President Barack Obama is engaged in an astonishing power grab. On Wednesday, he installed by "recess appointment" a person to head the extremely powerful new Consumer Financial Protection Bureau -- even though the Senate was not actually in recess.
Bloomberg News noted that the appointment "went beyond the power asserted by most previous administrations to install officials without Senate action."
Recess appointments let a president install -- temporarily -- people to certain positions without the normally required Senate confirmation. But Obama simply ignored the Senate, because Richard Cordray's nomination had previously gotten too few votes there to advance.
The bureau director will have nearly unchecked power to regulate a broad range of financial and consumer transactions. Congress will be essentially frozen out of any meaningful oversight.
No one individual is wise enough to wield the sort of power over the U.S. economy that the bureau's director will wield, and Republican U.S. Sen.
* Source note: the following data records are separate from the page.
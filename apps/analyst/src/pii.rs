//! PII redaction applied to text before it is sent to the language model.
//!
//! Emails, card-like digit runs (Luhn-valid, 13–19 digits, spaces or dashes
//! allowed) and URLs are replaced with fixed placeholder tokens.

use std::borrow::Cow;
use std::sync::LazyLock;

use regex::{Captures, Regex};
use tracing::debug;

pub const EMAIL_PLACEHOLDER: &str = "[REDACTED_EMAIL]";
pub const CREDIT_CARD_PLACEHOLDER: &str = "[REDACTED_CREDIT_CARD]";
pub const URL_PLACEHOLDER: &str = "[REDACTED_URL]";

static EMAIL_RE: LazyLock<Regex> = LazyLock::new(|| {
    Regex::new(r"\b[A-Za-z0-9._%+-]+@[A-Za-z0-9.-]+\.[A-Za-z]{2,}\b").expect("email pattern")
});

static CARD_RE: LazyLock<Regex> =
    LazyLock::new(|| Regex::new(r"\b\d(?:[ -]?\d){12,18}\b").expect("card pattern"));

static URL_RE: LazyLock<Regex> = LazyLock::new(|| {
    Regex::new(r#"(?i)\b(?:https?://|www\.)[^\s<>"']+"#).expect("url pattern")
});

/// Returns `text` with every email, card number and URL replaced by a placeholder.
pub fn redact_pii(text: &str) -> String {
    let mut emails = 0usize;
    let mut cards = 0usize;
    let mut urls = 0usize;

    let step = EMAIL_RE.replace_all(text, |_: &Captures| {
        emails += 1;
        EMAIL_PLACEHOLDER
    });

    let step = replace_cow(step, &CARD_RE, |caps: &Captures| {
        let candidate = &caps[0];
        match card_prefix_len(candidate) {
            Some(end) => {
                cards += 1;
                format!("{CREDIT_CARD_PLACEHOLDER}{}", &candidate[end..])
            }
            None => candidate.to_string(),
        }
    });

    let step = replace_cow(step, &URL_RE, |caps: &Captures| {
        urls += 1;
        let raw = &caps[0];
        let trimmed = raw.trim_end_matches(['.', ',', ')', ';', ':', '!', '?']);
        format!("{URL_PLACEHOLDER}{}", &raw[trimmed.len()..])
    });

    if emails + cards + urls > 0 {
        debug!(emails, cards, urls, "Redacted PII from inbound text");
    }

    step.into_owned()
}

fn replace_cow<'a, F>(input: Cow<'a, str>, re: &Regex, replacer: F) -> Cow<'a, str>
where
    F: FnMut(&Captures) -> String,
{
    match input {
        Cow::Borrowed(s) => re.replace_all(s, replacer),
        Cow::Owned(s) => Cow::Owned(re.replace_all(&s, replacer).into_owned()),
    }
}

/// Byte length of the longest card number at the start of `candidate`.
/// Shorter numbers only end where a digit group ends, so a CVV typed after the
/// card is left behind instead of hiding the card.
fn card_prefix_len(candidate: &str) -> Option<usize> {
    if luhn_valid(candidate) {
        return Some(candidate.len());
    }
    candidate
        .char_indices()
        .filter(|&(_, c)| c == ' ' || c == '-')
        .map(|(i, _)| i)
        .rev()
        .find(|&end| luhn_valid(&candidate[..end]))
}

/// Luhn checksum over the digits of `candidate`, ignoring separators.
fn luhn_valid(candidate: &str) -> bool {
    let digits: Vec<u32> = candidate.chars().filter_map(|c| c.to_digit(10)).collect();
    if !(13..=19).contains(&digits.len()) {
        return false;
    }
    let sum: u32 = digits
        .iter()
        .rev()
        .enumerate()
        .map(|(i, &d)| {
            if i % 2 == 1 {
                let doubled = d * 2;
                if doubled > 9 {
                    doubled - 9
                } else {
                    doubled
                }
            } else {
                d
            }
        })
        .sum();
    sum % 10 == 0
}

#[cfg(test)]
mod tests {
    use super::*;

    #[test]
    fn test_redacts_email_card_and_url() {
        let input = "Reach me at user@example.com, card 4111 1111 1111 1111, see https://example.com.";
        let out = redact_pii(input);
        assert!(!out.contains("user@example.com"));
        assert!(!out.contains("4111 1111 1111 1111"));
        assert!(!out.contains("https://example.com"));
        assert!(out.contains(EMAIL_PLACEHOLDER));
        assert!(out.contains(CREDIT_CARD_PLACEHOLDER));
        assert!(out.ends_with(&format!("{URL_PLACEHOLDER}.")));
    }

    #[test]
    fn test_dashed_card_number_is_redacted() {
        let out = redact_pii("paid with 5500-0000-0000-0004 yesterday");
        assert_eq!(out, format!("paid with {CREDIT_CARD_PLACEHOLDER} yesterday"));
    }

    #[test]
    fn test_card_followed_by_cvv_is_redacted() {
        let out = redact_pii("card 4111 1111 1111 1111 123 thanks");
        assert_eq!(out, format!("card {CREDIT_CARD_PLACEHOLDER} 123 thanks"));

        let out = redact_pii("5500-0000-0000-0004-987");
        assert_eq!(out, format!("{CREDIT_CARD_PLACEHOLDER}-987"));
    }

    #[test]
    fn test_non_luhn_digits_are_kept() {
        let input = "order 1234 5678 9012 3456 shipped";
        assert_eq!(redact_pii(input), input);
    }

    #[test]
    fn test_phone_numbers_are_not_cards() {
        let input = "call +1 415 555 0100";
        assert_eq!(redact_pii(input), input);
    }

    #[test]
    fn test_www_url_is_redacted() {
        let out = redact_pii("portfolio: www.ada.dev/projects");
        assert_eq!(out, format!("portfolio: {URL_PLACEHOLDER}"));
    }

    #[test]
    fn test_clean_text_is_untouched() {
        let input = "Senior Rust engineer with 6 years of experience";
        assert_eq!(redact_pii(input), input);
    }

    #[test]
    fn test_luhn() {
        assert!(luhn_valid("4111111111111111"));
        assert!(!luhn_valid("4111111111111112"));
        assert!(!luhn_valid("4111"));
    }
}
//! Scripted collaborators shared by unit tests.

use std::collections::VecDeque;
use std::path::Path;
use std::sync::Mutex;

use async_trait::async_trait;
use serde_json::Value;

use crate::agent::conversation::{ConversationTurn, ToolInvocation};
use crate::document::{DocumentError, DocumentReader};
use crate::llm_client::{LanguageModel, LlmError, ModelDecision};
use crate::tools::catalog::ToolSpec;

type ReaderFn = dyn Fn(&Path) -> Result<String, DocumentError> + Send + Sync;

pub struct StubReader {
    outcome: Box<ReaderFn>,
}

impl StubReader {
    pub fn with_text(text: &str) -> Self {
        let text = text.to_string();
        Self {
            outcome: Box::new(move |_| Ok(text.clone())),
        }
    }

    pub fn failing(f: impl Fn(&Path) -> DocumentError + Send + Sync + 'static) -> Self {
        Self {
            outcome: Box::new(move |p| Err(f(p))),
        }
    }
}

#[async_trait]
impl DocumentReader for StubReader {
    async fn extract_text(&self, path: &Path) -> Result<String, DocumentError> {
        (self.outcome)(path)
    }
}

/// What the model saw on one `complete` call.
#[derive(Debug, Clone)]
pub struct CapturedRequest {
    pub system: String,
    pub conversation: Vec<ConversationTurn>,
    pub tool_names: Vec<String>,
}

/// Replays a fixed list of decisions, then keeps returning `fallback` (or an
/// empty-content error when there is none). Records every request.
pub struct ScriptedModel {
    script: Mutex<VecDeque<Result<ModelDecision, LlmError>>>,
    fallback: Option<ModelDecision>,
    requests: Mutex<Vec<CapturedRequest>>,
    context_chars: usize,
}

impl ScriptedModel {
    pub fn new(script: Vec<Result<ModelDecision, LlmError>>) -> Self {
        Self {
            script: Mutex::new(script.into()),
            fallback: None,
            requests: Mutex::new(Vec::new()),
            context_chars: 100_000,
        }
    }

    pub fn decisions(script: Vec<ModelDecision>) -> Self {
        Self::new(script.into_iter().map(Ok).collect())
    }

    pub fn repeating(decision: ModelDecision) -> Self {
        let mut model = Self::new(Vec::new());
        model.fallback = Some(decision);
        model
    }

    pub fn with_context_chars(mut self, chars: usize) -> Self {
        self.context_chars = chars;
        self
    }

    pub fn requests(&self) -> Vec<CapturedRequest> {
        self.requests.lock().unwrap().clone()
    }

    pub fn call_count(&self) -> usize {
        self.requests.lock().unwrap().len()
    }
}

#[async_trait]
impl LanguageModel for ScriptedModel {
    async fn complete(
        &self,
        system: &str,
        conversation: &[ConversationTurn],
        tools: &[ToolSpec],
    ) -> Result<ModelDecision, LlmError> {
        self.requests.lock().unwrap().push(CapturedRequest {
            system: system.to_string(),
            conversation: conversation.to_vec(),
            tool_names: tools.iter().map(|t| t.name.to_string()).collect(),
        });

        let next = self.script.lock().unwrap().pop_front();
        match next {
            Some(outcome) => outcome,
            None => self.fallback.clone().ok_or(LlmError::EmptyContent),
        }
    }

    fn max_context_chars(&self) -> usize {
        self.context_chars
    }

    fn model_name(&self) -> &str {
        "scripted"
    }
}

pub fn tool_call(id: &str, name: &str, arguments: Value) -> ModelDecision {
    ModelDecision::ToolCall {
        preamble: None,
        call: ToolInvocation {
            id: id.to_string(),
            name: name.to_string(),
            arguments,
        },
    }
}

pub fn final_text(text: &str) -> ModelDecision {
    ModelDecision::Final(text.to_string())
}

/// A well-formed extraction reply for the fixture resume.
pub fn profile_json() -> String {
    serde_json::json!({
        "name": "Ada Lovelace",
        "contact": { "email": "[REDACTED_EMAIL]", "phone": "+44 20 7946 0000" },
        "summary": "Backend engineer focused on data platforms.",
        "work": [
            { "title": "Engineer", "company": "Analytical Engines", "start": "2018-01", "end": "2020-01" },
            { "title": "Senior Engineer", "company": "Difference Labs", "start": "2020-01", "end": "present" }
        ],
        "skills": ["Python", "AWS", "Docker"],
        "education": [ { "institution": "University of London", "degree": "BSc", "field": "Mathematics" } ],
        "certifications": ["AWS Solutions Architect"],
        "languages": ["English"]
    })
    .to_string()
}

/// Never answers; used to exercise cancellation of an in-flight model call.
pub struct HangingModel;

#[async_trait]
impl LanguageModel for HangingModel {
    async fn complete(
        &self,
        _system: &str,
        _conversation: &[ConversationTurn],
        _tools: &[ToolSpec],
    ) -> Result<ModelDecision, LlmError> {
        std::future::pending().await
    }

    fn max_context_chars(&self) -> usize {
        10_000
    }

    fn model_name(&self) -> &str {
        "hanging"
    }
}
Bob Corker of Chattanooga sharply criticized the president's decision to install Cordray.
"Instead of working in a productive way with Congress, the administration has chosen to undermine any attempt at bringing accountability and balance to the bureau," Corker, a member of the Senate Banking Committee, said in a news release. A "board-like structure and checks on rulemaking abilities" are needed to make sure the director "does not have unfettered power," he added.
Republican U.S. Rep. Chuck Fleischmann of Chattanooga was equally alarmed.
"President Obama has shown complete disregard for checks and balances found within the Constitution ...," he said. "I cannot express enough how vehemently opposed I am to his actions of bypassing Congress, and his actions to continue creating a more obtrusive federal government."
Obama has shown again why he should be replaced in November.